Records drawn from a dataset
= = = = =

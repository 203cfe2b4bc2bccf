//! Submit flows for the auth pages.
//!
//! Each flow validates locally, calls the backend, updates the session and
//! returns a [`FormOutcome`]. Backend failures become a message chosen by
//! HTTP status; nothing here panics or returns the raw transport error.

use crate::i18n::MessageKey;
use crate::routes::{ADMIN, DASHBOARD, LOGIN, REGISTERED_LOGIN};
use crate::validation::{validate_login, validate_register, FieldError, LoginForm, RegisterForm};
use butchery_api::{ApiClient, ApiError, LoginResponse, RegisterRequest};
use butchery_session::SessionStore;
use serde::Serialize;
use std::sync::Arc;
use tracing::{info, warn};

/// Result of submitting a form.
#[derive(Debug, Clone, PartialEq, Eq, Serialize)]
#[serde(tag = "outcome", rename_all = "snake_case")]
pub enum FormOutcome {
    /// Navigate to `target`.
    Redirect { target: String },
    /// Local validation failed; nothing was sent.
    Invalid { errors: Vec<FieldError> },
    /// The backend refused or could not be reached.
    Failed { message: MessageKey },
}

impl FormOutcome {
    fn redirect(target: &str) -> Self {
        FormOutcome::Redirect {
            target: target.to_string(),
        }
    }
}

/// Maps a login failure to its message.
fn login_failure(error: &ApiError) -> MessageKey {
    match error.status {
        401 => MessageKey::InvalidCredentials,
        _ => MessageKey::ServerError,
    }
}

/// Maps a registration failure to its message.
fn register_failure(error: &ApiError) -> MessageKey {
    match error.status {
        409 => MessageKey::EmailAlreadyExists,
        _ => MessageKey::ServerError,
    }
}

/// The success banner shown on the login page, from its query string
/// (`registered=true` after sign-up).
pub fn registered_banner(query: &str) -> Option<MessageKey> {
    let query = query.strip_prefix('?').unwrap_or(query);
    url::form_urlencoded::parse(query.as_bytes())
        .any(|(key, value)| key == "registered" && value == "true")
        .then_some(MessageKey::RegistrationSuccess)
}

/// The auth pages' controller: the API client plus the shared session.
#[derive(Clone)]
pub struct AuthForms {
    api: ApiClient,
    session: Arc<SessionStore>,
}

impl AuthForms {
    pub fn new(api: ApiClient, session: Arc<SessionStore>) -> Self {
        Self { api, session }
    }

    pub fn session(&self) -> &Arc<SessionStore> {
        &self.session
    }

    /// Create an account. The user is not logged in afterwards; they land on
    /// the login page with the success banner.
    pub async fn submit_register(&self, form: &RegisterForm) -> FormOutcome {
        let errors = validate_register(form);
        if !errors.is_empty() {
            return FormOutcome::Invalid { errors };
        }

        let request = RegisterRequest {
            full_name: form.full_name.clone(),
            email: form.email.clone(),
            phone: form.phone.clone(),
            password: form.password.clone(),
        };

        match self.api.register(&request).await {
            Ok(_) => FormOutcome::redirect(REGISTERED_LOGIN),
            Err(e) => {
                warn!(status = e.status, error = %e, "Registration failed");
                FormOutcome::Failed {
                    message: register_failure(&e),
                }
            }
        }
    }

    /// Customer login. An already authenticated session goes straight to
    /// the dashboard without a request.
    pub async fn submit_login(&self, form: &LoginForm) -> FormOutcome {
        if self.session.is_authenticated() {
            return FormOutcome::redirect(DASHBOARD);
        }

        let errors = validate_login(form);
        if !errors.is_empty() {
            return FormOutcome::Invalid { errors };
        }

        let result = self.api.login(&form.email, &form.password).await;
        self.finish_login(result, DASHBOARD)
    }

    /// Back-office login, redirecting to the admin area.
    pub async fn submit_admin_login(&self, form: &LoginForm) -> FormOutcome {
        let errors = validate_login(form);
        if !errors.is_empty() {
            return FormOutcome::Invalid { errors };
        }

        let result = self.api.admin_login(&form.email, &form.password).await;
        self.finish_login(result, ADMIN)
    }

    fn finish_login(
        &self,
        result: Result<LoginResponse, ApiError>,
        target: &str,
    ) -> FormOutcome {
        let response = match result {
            Ok(response) => response,
            Err(e) => {
                warn!(status = e.status, error = %e, "Login failed");
                return FormOutcome::Failed {
                    message: login_failure(&e),
                };
            }
        };

        match self.session.login(&response.into_tokens()) {
            Ok(()) => FormOutcome::redirect(target),
            Err(e) => {
                warn!(error = %e, "Could not store session after login");
                FormOutcome::Failed {
                    message: MessageKey::ServerError,
                }
            }
        }
    }

    /// Log out. The backend is told when there is a session to revoke, but
    /// its answer never stops the local teardown.
    pub async fn logout(&self) -> FormOutcome {
        if let Some(tokens) = self.session.tokens() {
            if let Err(e) = self
                .api
                .logout(&tokens.access_token, &tokens.refresh_token)
                .await
            {
                warn!(status = e.status, error = %e, "Logout request failed, clearing local session anyway");
            }
        }

        if let Err(e) = self.session.logout() {
            warn!(error = %e, "Failed to clear stored session");
        }
        info!("Session cleared");
        FormOutcome::redirect(LOGIN)
    }
}
//! Logging initialization for the storefront client.
//!
//! Thin wrapper over the observability package so every binary writes the
//! same JSONL stream to `<data dir>/logs/dev.jsonl`.

use crate::{Config, Paths};

/// Initialize logging for a service.
///
/// The level comes from `RUST_LOG` when set, else from `config.log_level`.
/// `also_stderr` mirrors events to stderr in compact form.
///
/// ```ignore
/// init_logging("cli", &config, &paths, false);
/// tracing::info!("storefront client started");
/// ```
pub fn init_logging(service_name: &str, config: &Config, paths: &Paths, also_stderr: bool) {
    observability::init_with_config(observability::LogConfig {
        service_name: service_name.into(),
        default_level: config.log_level.clone(),
        log_path: Some(paths.log_file()),
        also_stderr,
    });
}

= = = = =

# REQUIRED ACTION:
An exact repeat of all the entries above is required.

# REPLY:
repository 203cfe2b4bc2bccf
//! Submit flows for the auth pages.
//!
//! Each flow validates locally, calls the backend, updates the session and
//! returns a [`FormOutcome`]. Backend failures become a message chosen by
//! HTTP status; nothing here panics or returns the raw transport error.

use crate::i18n::MessageKey;
use crate::routes::{ADMIN, DASHBOARD, LOGIN, REGISTERED_LOGIN};
use crate::validation::{validate_login, validate_register, FieldError, LoginForm, RegisterForm};
use butchery_api::{ApiClient, ApiError, LoginResponse, RegisterRequest};
use butchery_session::SessionStore;
use serde::Serialize;
use std::sync::Arc;
use tracing::{info, warn};

/// Result of submitting a form.
#[derive(Debug, Clone, PartialEq, Eq, Serialize)]
#[serde(tag = "outcome", rename_all = "snake_case")]
pub enum FormOutcome {
    /// Navigate to `target`.
    Redirect { target: String },
    /// Local validation failed; nothing was sent.
    Invalid { errors: Vec<FieldError> },
    /// The backend refused or could not be reached.
    Failed { message: MessageKey },
}

impl FormOutcome {
    fn redirect(target: &str) -> Self {
        FormOutcome::Redirect {
            target: target.to_string(),
        }
    }
}

/// Maps a login failure to its message.
fn login_failure(error: &ApiError) -> MessageKey {
    match error.status {
        401 => MessageKey::InvalidCredentials,
        _ => MessageKey::ServerError,
    }
}

/// Maps a registration failure to its message.
fn register_failure(error: &ApiError) -> MessageKey {
    match error.status {
        409 => MessageKey::EmailAlreadyExists,
        _ => MessageKey::ServerError,
    }
}

/// The success banner shown on the login page, from its query string
/// (`registered=true` after sign-up).
pub fn registered_banner(query: &str) -> Option<MessageKey> {
    let query = query.strip_prefix('?').unwrap_or(query);
    url::form_urlencoded::parse(query.as_bytes())
        .any(|(key, value)| key == "registered" && value == "true")
        .then_some(MessageKey::RegistrationSuccess)
}

/// The auth pages' controller: the API client plus the shared session.
#[derive(Clone)]
pub struct AuthForms {
    api: ApiClient,
    session: Arc<SessionStore>,
}

impl AuthForms {
    pub fn new(api: ApiClient, session: Arc<SessionStore>) -> Self {
        Self { api, session }
    }

    pub fn session(&self) -> &Arc<SessionStore> {
        &self.session
    }

    /// Create an account. The user is not logged in afterwards; they land on
    /// the login page with the success banner.
    pub async fn submit_register(&self, form: &RegisterForm) -> FormOutcome {
        let errors = validate_register(form);
        if !errors.is_empty() {
            return FormOutcome::Invalid { errors };
        }

        let request = RegisterRequest {
            full_name: form.full_name.clone(),
            email: form.email.clone(),
            phone: form.phone.clone(),
            password: form.password.clone(),
        };

        match self.api.register(&request).await {
            Ok(_) => FormOutcome::redirect(REGISTERED_LOGIN),
            Err(e) => {
                warn!(status = e.status, error = %e, "Registration failed");
                FormOutcome::Failed {
                    message: register_failure(&e),
                }
            }
        }
    }

    /// Customer login. An already authenticated session goes straight to
    /// the dashboard without a request.
    pub async fn submit_login(&self, form: &LoginForm) -> FormOutcome {
        if self.session.is_authenticated() {
            return FormOutcome::redirect(DASHBOARD);
        }

        let errors = validate_login(form);
        if !errors.is_empty() {
            return FormOutcome::Invalid { errors };
        }

        let result = self.api.login(&form.email, &form.password).await;
        self.finish_login(result, DASHBOARD)
    }

    /// Back-office login, redirecting to the admin area.
    pub async fn submit_admin_login(&self, form: &LoginForm) -> FormOutcome {
        let errors = validate_login(form);
        if !errors.is_empty() {
            return FormOutcome::Invalid { errors };
        }

        let result = self.api.admin_login(&form.email, &form.password).await;
        self.finish_login(result, ADMIN)
    }

    fn finish_login(
        &self,
        result: Result<LoginResponse, ApiError>,
        target: &str,
    ) -> FormOutcome {
        let response = match result {
            Ok(response) => response,
            Err(e) => {
                warn!(status = e.status, error = %e, "Login failed");
                return FormOutcome::Failed {
                    message: login_failure(&e),
                };
            }
        };

        match self.session.login(&response.into_tokens()) {
            Ok(()) => FormOutcome::redirect(target),
            Err(e) => {
                warn!(error = %e, "Could not store session after login");
                FormOutcome::Failed {
                    message: MessageKey::ServerError,
                }
            }
        }
    }

    /// Log out. The backend is told when there is a session to revoke, but
    /// its answer never stops the local teardown.
    pub async fn logout(&self) -> FormOutcome {
        if let Some(tokens) = self.session.tokens() {
            if let Err(e) = self
                .api
                .logout(&tokens.access_token, &tokens.refresh_token)
                .await
            {
                warn!(status = e.status, error = %e, "Logout request failed, clearing local session anyway");
            }
        }

        if let Err(e) = self.session.logout() {
            warn!(error = %e, "Failed to clear stored session");
        }
        info!("Session cleared");
        FormOutcome::redirect(LOGIN)
    }
}
//! Logging initialization for the storefront client.
//!
//! Thin wrapper over the observability package so every binary writes the
//! same JSONL stream to `<data dir>/logs/dev.jsonl`.

use crate::{Config, Paths};

/// Initialize logging for a service.
///
/// The level comes from `RUST_LOG` when set, else from `config.log_level`.
/// `also_stderr` mirrors events to stderr in compact form.
///
/// ```ignore
/// init_logging("cli", &config, &paths, false);
/// tracing::info!("storefront client started");
/// ```
pub fn init_logging(service_name: &str, config: &Config, paths: &Paths, also_stderr: bool) {
    observability::init_with_config(observability::LogConfig {
        service_name: service_name.into(),
        default_level: config.log_level.clone(),
        log_path: Some(paths.log_file()),
        also_stderr,
    });
}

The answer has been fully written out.